By mid-August we were thinking about putting Sam back on steroids.
That was when the collective received test results for the latest batch
of tinctures. They’d been advertised as having a 20:1 ratio of CBD to
THC, but it turned out there was little CBD or THC in any of them. We
also tested one of the other tinctures we’d bought from a supposedly
reputable supplier. We’d been told it was 10:1 CBD to THC. It was really
3:1. The tincture that seemed to work for Sam in June hadn’t been
tested, so we had no idea how to assess the temporary drop in seizures.
My
first reaction to treating Sam with cannabis was that it sounded crazy.
I associated pot with partying, not treating my son’s serious illness.
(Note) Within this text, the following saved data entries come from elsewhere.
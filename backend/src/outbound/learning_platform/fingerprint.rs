//! API key fingerprinting for operational visibility.
//!
//! Operators can confirm which credential a deployment picked up by comparing
//! the logged fingerprint, without the key itself ever reaching the logs.

use sha2::{Digest, Sha256};

/// Length of the fingerprint in bytes before hex encoding.
const FINGERPRINT_BYTES: usize = 8;

/// Generate a truncated SHA-256 fingerprint of an API key.
///
/// Returns the first 8 bytes of the SHA-256 hash as a 16-character lowercase
/// hex string.
///
/// # Examples
///
/// ```rust
/// use roster::outbound::learning_platform::api_key_fingerprint;
///
/// let fp = api_key_fingerprint("secret-key");
///
/// assert_eq!(fp.len(), 16);
/// assert!(fp.chars().all(|c| c.is_ascii_hexdigit()));
/// ```
#[must_use]
pub fn api_key_fingerprint(api_key: &str) -> String {
    let mut hasher = Sha256::new();
    hasher.update(api_key.as_bytes());
    let result = hasher.finalize();
    hex::encode(&result[..FINGERPRINT_BYTES])
}

#[cfg(test)]
mod tests {
    use super::*;
    use rstest::rstest;

    #[rstest]
    fn fingerprint_is_deterministic() {
        assert_eq!(api_key_fingerprint("alpha"), api_key_fingerprint("alpha"));
    }

    #[rstest]
    fn fingerprint_is_lowercase_hex_of_fixed_length() {
        let fp = api_key_fingerprint("alpha");

        assert_eq!(fp.len(), FINGERPRINT_BYTES * 2);
        assert_eq!(fp, fp.to_lowercase());
        assert!(fp.chars().all(|c| c.is_ascii_hexdigit()));
    }

    #[rstest]
    fn different_keys_produce_different_fingerprints() {
        assert_ne!(api_key_fingerprint("alpha"), api_key_fingerprint("beta"));
    }

    #[rstest]
    fn fingerprint_does_not_contain_the_key() {
        let key = "abcdef0123456789";
        assert!(!api_key_fingerprint(key).contains(key));
    }
}
//! Candidate course selection.

use std::sync::Arc;

use tracing::warn;

use super::CourseFilter;
use crate::domain::Course;
use crate::domain::ports::ResourceClient;

/// Turns a [`CourseFilter`] into the courses an aggregation should cover.
///
/// The catalogue is listed once per call; only its first page is consulted.
#[derive(Clone)]
pub struct CourseResolver {
    client: Arc<dyn ResourceClient>,
}

impl CourseResolver {
    /// Build a resolver reading from `client`.
    pub fn new(client: Arc<dyn ResourceClient>) -> Self {
        Self { client }
    }

    /// Return the candidate courses for `filter`.
    ///
    /// `All` yields the catalogue in upstream order. `ExactName` yields the
    /// first course with that exact name, or nothing. A failed catalogue fetch
    /// is logged and yields nothing.
    ///
    /// ```rust,ignore
    /// let courses = resolver
    ///     .resolve(&CourseFilter::ExactName("Advanced".to_owned()))
    ///     .await;
    /// assert!(courses.len() <= 1);
    /// ```
    pub async fn resolve(&self, filter: &CourseFilter) -> Vec<Course> {
        let catalogue = match self.client.list_courses().await {
            Ok(courses) => courses,
            Err(error) => {
                warn!(
                    %error,
                    filter = filter.kind(),
                    "course listing failed; resolving to no candidate courses"
                );
                return Vec::new();
            }
        };

        match filter {
            CourseFilter::All => catalogue,
            CourseFilter::ExactName(name) => catalogue
                .into_iter()
                .find(|course| course.has_name(name))
                .into_iter()
                .collect(),
        }
    }
}
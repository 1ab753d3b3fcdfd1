//! Outbound adapters implementing domain ports for external infrastructure.
//!
//! - **learning_platform**: reqwest client for the platform's REST API,
//!   implementing `ResourceClient`.
//!
//! Adapters are thin translators that convert between domain types and
//! infrastructure-specific representations. They contain no business logic.

pub mod learning_platform;
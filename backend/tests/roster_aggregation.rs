//! Aggregation behaviour through the public `RosterQuery` surface.

use std::sync::Arc;
use std::time::Duration;

use roster::domain::ports::RosterQuery;
use roster::domain::{
    AggregationResult, ConcurrentJoinConfig, CourseFilter, CourseId, JoinStrategy, Resolution,
    RosterService, UserId,
};
use rstest::{fixture, rstest};

mod support;

use support::{InMemoryPlatform, course, enrollment, user};

#[fixture]
fn platform() -> InMemoryPlatform {
    InMemoryPlatform::default()
        .with_course(
            course(1, "Intro"),
            vec![
                enrollment(7, "2024-01-01T00:00:00Z"),
                enrollment(8, "2024-01-02T00:00:00Z"),
            ],
        )
        .with_course(course(2, "Advanced"), vec![enrollment(9, "2024-02-01T00:00:00Z")])
        .with_user(user(7, "Ada"))
        .with_user(user(9, "Grace"))
}

fn service(platform: InMemoryPlatform, strategy: JoinStrategy) -> RosterService {
    RosterService::new(platform.into_client(), strategy)
}

#[rstest]
#[case::concurrent(JoinStrategy::default())]
#[case::sequential(JoinStrategy::Sequential)]
#[tokio::test]
async fn named_course_with_one_missing_user(
    platform: InMemoryPlatform,
    #[case] strategy: JoinStrategy,
) {
    let result = service(platform, strategy)
        .aggregate(CourseFilter::ExactName("Intro".to_owned()))
        .await;

    let AggregationResult::Matched(roster) = result else {
        panic!("Intro should match, got {result:?}");
    };
    assert_eq!(roster.course.id, CourseId::new(1));
    assert_eq!(roster.resolution, Resolution::Resolved);
    assert_eq!(roster.enrollments.len(), 2);

    let ada = &roster.enrollments[0];
    assert_eq!(ada.user_id, UserId::new(7));
    assert_eq!(ada.user_name, "Ada");
    assert_eq!(ada.user_email, "ada@example.com");
    assert_eq!(ada.enrolled_at, "2024-01-01T00:00:00Z");

    let missing = &roster.enrollments[1];
    assert_eq!(missing.user_id, UserId::new(8));
    assert_eq!(missing.enrolled_at, "2024-01-02T00:00:00Z");
    assert!(missing.user_name.is_empty());
    assert!(missing.user_email.is_empty());
    assert_eq!(
        missing.resolution,
        Resolution::Degraded {
            reason: "learning platform returned status 404: user 8 not found".to_owned()
        }
    );
}

#[rstest]
#[tokio::test]
async fn listing_covers_every_course_in_catalogue_order(platform: InMemoryPlatform) {
    let result = service(platform, JoinStrategy::default())
        .aggregate(CourseFilter::All)
        .await;

    let names: Vec<_> = result
        .rosters()
        .iter()
        .map(|roster| roster.course.name.as_str())
        .collect();
    assert_eq!(names, vec!["Intro", "Advanced"]);
    assert_eq!(result.record_count(), 3);
    assert_eq!(result.degraded_count(), 1);
}

#[rstest]
#[tokio::test]
async fn unknown_course_is_no_match_not_an_empty_listing(platform: InMemoryPlatform) {
    let service = service(platform, JoinStrategy::default());

    let search = service
        .aggregate(CourseFilter::ExactName("Nonexistent".to_owned()))
        .await;
    let listing = service.aggregate(CourseFilter::All).await;

    assert_eq!(search, AggregationResult::NoMatch);
    assert!(matches!(listing, AggregationResult::Catalogue(ref rosters) if rosters.len() == 2));
}

#[tokio::test]
async fn catalogue_outage_yields_empty_results() {
    let service = service(InMemoryPlatform::default(), JoinStrategy::default());

    assert_eq!(
        service.aggregate(CourseFilter::All).await,
        AggregationResult::Catalogue(Vec::new())
    );
    assert_eq!(
        service
            .aggregate(CourseFilter::ExactName("Intro".to_owned()))
            .await,
        AggregationResult::NoMatch
    );
}

#[rstest]
#[tokio::test]
async fn enrollment_outage_degrades_only_that_course(platform: InMemoryPlatform) {
    let result = service(platform.with_unavailable_enrollments(2), JoinStrategy::default())
        .aggregate(CourseFilter::All)
        .await;

    let rosters = result.rosters();
    assert_eq!(rosters[0].resolution, Resolution::Resolved);
    assert_eq!(rosters[0].enrollments.len(), 2);
    assert!(rosters[1].enrollments.is_empty());
    assert_eq!(
        rosters[1].resolution,
        Resolution::Degraded {
            reason: "learning platform returned status 503: maintenance".to_owned()
        }
    );
}

#[tokio::test]
async fn slow_users_do_not_reorder_records() {
    let enrollments = (1..=8)
        .map(|id| enrollment(id, &format!("2024-03-{id:02}T00:00:00Z")))
        .collect();
    let platform = (1..=8_i64).fold(
        InMemoryPlatform::default().with_course(course(5, "Ops"), enrollments),
        |platform, id| {
            let latency = Duration::from_millis(u64::try_from(80 - id * 10).unwrap_or(0));
            platform
                .with_user(user(id, &format!("Learner{id}")))
                .with_latency(id, latency)
        },
    );
    let platform = Arc::new(platform);
    let service = RosterService::new(platform.clone(), JoinStrategy::default());

    let result = service
        .aggregate(CourseFilter::ExactName("Ops".to_owned()))
        .await;

    let ids: Vec<_> = result.rosters()[0]
        .enrollments
        .iter()
        .map(|record| record.user_id.get())
        .collect();
    assert_eq!(ids, (1..=8_i64).collect::<Vec<_>>());
    assert_eq!(platform.user_calls(), 8);
}

#[rstest]
#[tokio::test]
async fn lookup_timeout_degrades_a_stalled_user(platform: InMemoryPlatform) {
    let strategy = JoinStrategy::Concurrent(ConcurrentJoinConfig {
        max_in_flight: 4,
        lookup_timeout: Some(Duration::from_millis(50)),
    });
    let result = service(platform.with_latency(9, Duration::from_secs(10)), strategy)
        .aggregate(CourseFilter::ExactName("Advanced".to_owned()))
        .await;

    let record = &result.rosters()[0].enrollments[0];
    assert_eq!(record.user_id, UserId::new(9));
    assert!(record.resolution.is_degraded());
    assert!(record.user_name.is_empty());
}

#[rstest]
#[tokio::test]
async fn repeated_requests_are_independent(platform: InMemoryPlatform) {
    let service = service(platform, JoinStrategy::default());
    let first = service.aggregate(CourseFilter::All).await;
    let second = service.aggregate(CourseFilter::All).await;
    assert_eq!(first, second);
}
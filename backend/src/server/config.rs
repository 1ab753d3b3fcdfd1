//! HTTP server configuration object and helpers.

use std::net::SocketAddr;
use std::sync::Arc;

#[cfg(feature = "metrics")]
use actix_web_prom::PrometheusMetrics;
use roster::domain::ports::RosterQuery;

/// Builder-style configuration for creating the HTTP server.
pub struct ServerConfig {
    pub(crate) bind_addr: SocketAddr,
    pub(crate) roster: Arc<dyn RosterQuery>,
    #[cfg(feature = "metrics")]
    pub(crate) prometheus: Option<PrometheusMetrics>,
}

impl ServerConfig {
    /// Construct a server configuration around the roster use-case.
    #[must_use]
    pub fn new(bind_addr: SocketAddr, roster: Arc<dyn RosterQuery>) -> Self {
        Self {
            bind_addr,
            roster,
            #[cfg(feature = "metrics")]
            prometheus: None,
        }
    }

    #[cfg(feature = "metrics")]
    /// Attach Prometheus middleware to the configuration.
    #[must_use]
    pub fn with_metrics(mut self, prometheus: Option<PrometheusMetrics>) -> Self {
        self.prometheus = prometheus;
        self
    }
}
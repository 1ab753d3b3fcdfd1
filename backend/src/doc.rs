//! OpenAPI documentation configuration.
//!
//! [`ApiDoc`] registers the roster endpoint, the health probes, and the
//! response DTOs from the inbound layer. Domain types stay free of utoipa.
//!
//! The generated specification is used by Swagger UI (debug builds) and
//! exported via `cargo run --bin openapi-dump` for external tooling.

use utoipa::OpenApi;

use crate::inbound::http::roster::{
    CourseResponse, CourseRosterResponse, EnrollmentRecordResponse, ResolutionResponse,
    ResolutionStatus, RosterResponse,
};

/// OpenAPI document for the REST API.
/// Swagger UI is enabled in debug builds only and used by tooling.
#[derive(OpenApi)]
#[openapi(
    info(
        title = "Course roster API",
        description = "Joins learning platform courses, enrollments, and users into one roster view."
    ),
    servers(
        (url = "/", description = "Relative to the deployment base URL")
    ),
    paths(
        crate::inbound::http::roster::get_roster,
        crate::inbound::http::health::ready,
        crate::inbound::http::health::live,
    ),
    components(schemas(
        RosterResponse,
        CourseRosterResponse,
        CourseResponse,
        EnrollmentRecordResponse,
        ResolutionResponse,
        ResolutionStatus
    )),
    tags(
        (name = "roster", description = "Course enrollment rosters"),
        (name = "health", description = "Endpoints for health checks")
    )
)]
pub struct ApiDoc;
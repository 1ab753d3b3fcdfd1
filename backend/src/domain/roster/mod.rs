//! Course roster aggregation.
//!
//! A request names an optional course; the pipeline resolves candidate
//! courses, lists each course's enrollments, and joins every enrollment with
//! its user. Partial upstream failures degrade individual records or rosters
//! instead of failing the request.

mod course_resolver;
mod enrollment_joiner;
mod filter;
mod record;
mod service;
#[cfg(test)]
pub(crate) mod test_doubles;

pub use course_resolver::CourseResolver;
pub use enrollment_joiner::{
    ConcurrentJoinConfig, DEFAULT_MAX_CONCURRENT_LOOKUPS, EnrollmentJoiner, JoinStrategy,
};
pub use filter::CourseFilter;
pub use record::{AggregationResult, CourseRoster, EnrollmentRecord, Resolution};
pub use service::RosterService;
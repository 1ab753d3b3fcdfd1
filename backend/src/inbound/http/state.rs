//! Shared HTTP adapter state.
//!
//! HTTP handlers accept this state via `actix_web::web::Data` so they only
//! depend on domain ports and remain testable without I/O.

use std::sync::Arc;

use crate::domain::ports::{FixtureRosterQuery, RosterQuery};

/// Dependency bundle for HTTP handlers.
#[derive(Clone)]
pub struct HttpState {
    /// Roster aggregation use-case.
    pub roster: Arc<dyn RosterQuery>,
}

impl HttpState {
    /// Construct state from the roster port.
    ///
    /// # Examples
    /// ```
    /// use std::sync::Arc;
    ///
    /// use roster::domain::ports::FixtureRosterQuery;
    /// use roster::inbound::http::state::HttpState;
    ///
    /// let state = HttpState::new(Arc::new(FixtureRosterQuery));
    /// let _ = state.roster.clone();
    /// ```
    pub fn new(roster: Arc<dyn RosterQuery>) -> Self {
        Self { roster }
    }
}

impl Default for HttpState {
    fn default() -> Self {
        Self::new(Arc::new(FixtureRosterQuery))
    }
}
The experience with the unscientific methods of the collective and
with the false labeling of products in dispensaries was infuriating and
demoralizing. We knew the collective was still finding its way when we
joined. And we knew that buying tinctures at dispensaries wasn’t like
going to Walgreens. But somehow we convinced ourselves that the
collective had mastered the basics—that you don’t tell parents a
medicine is a certain potency unless you’ve had it tested. We really
only had ourselves to blame, though. We didn’t have the tinctures tested
either.
One parent we met through the collective decided to try to make a
high-CBD tincture in her garage. Catherine Jacobson, whose son, Ben,
also has epilepsy, has a PhD in neuroscience. She developed a method
that took three days plus another five days of testing to produce a
three-week supply.
It was anything but simple. She started by heating the cannabis for
30 minutes in her oven at 350 degrees to activate the THC and CBD. Then
she put it in a plastic bag, crushed it, and dumped it into a beaker
filled with ethanol. She let the mixture sit overnight on a stir plate,
lab equipment which agitated the mixture, pulling the compounds out of
the cannabis and into the ethanol. Then she strained it and put the
ethanol on the stir plate for another eight hours until most of the
liquid had evaporated. On the third day, she ran the mixture through a
carbon column, using a vacuum pump. The column, which looks like a glass
cylinder with carbon beads over a small opening at the bottom,
separated CBD from the THC based on molecular weight. At the end of the
process she’d have ten 10-milliliter test tubes. After testing, two or
three would have a high-enough CBD-to-THC ratio to be usable. She’d
concentrate those further to make medicine. Jacobson’s setup could only
handle about a quarter pound of cannabis at a time.
That meant that if she started on a Friday night and spent all day
Saturday, another half-day on Sunday, and waited another five days for
test results, she’d have a 10-day supply of CBD the following weekend.
The cost: about $750 for the cannabis and another $200 for ethanol. Two
labs tested it at more than 100:1 CBD to THC. Ben and Sam seemed to
respond to it. But she was only able to give us five days’ worth because
it had been so labor-intensive to make.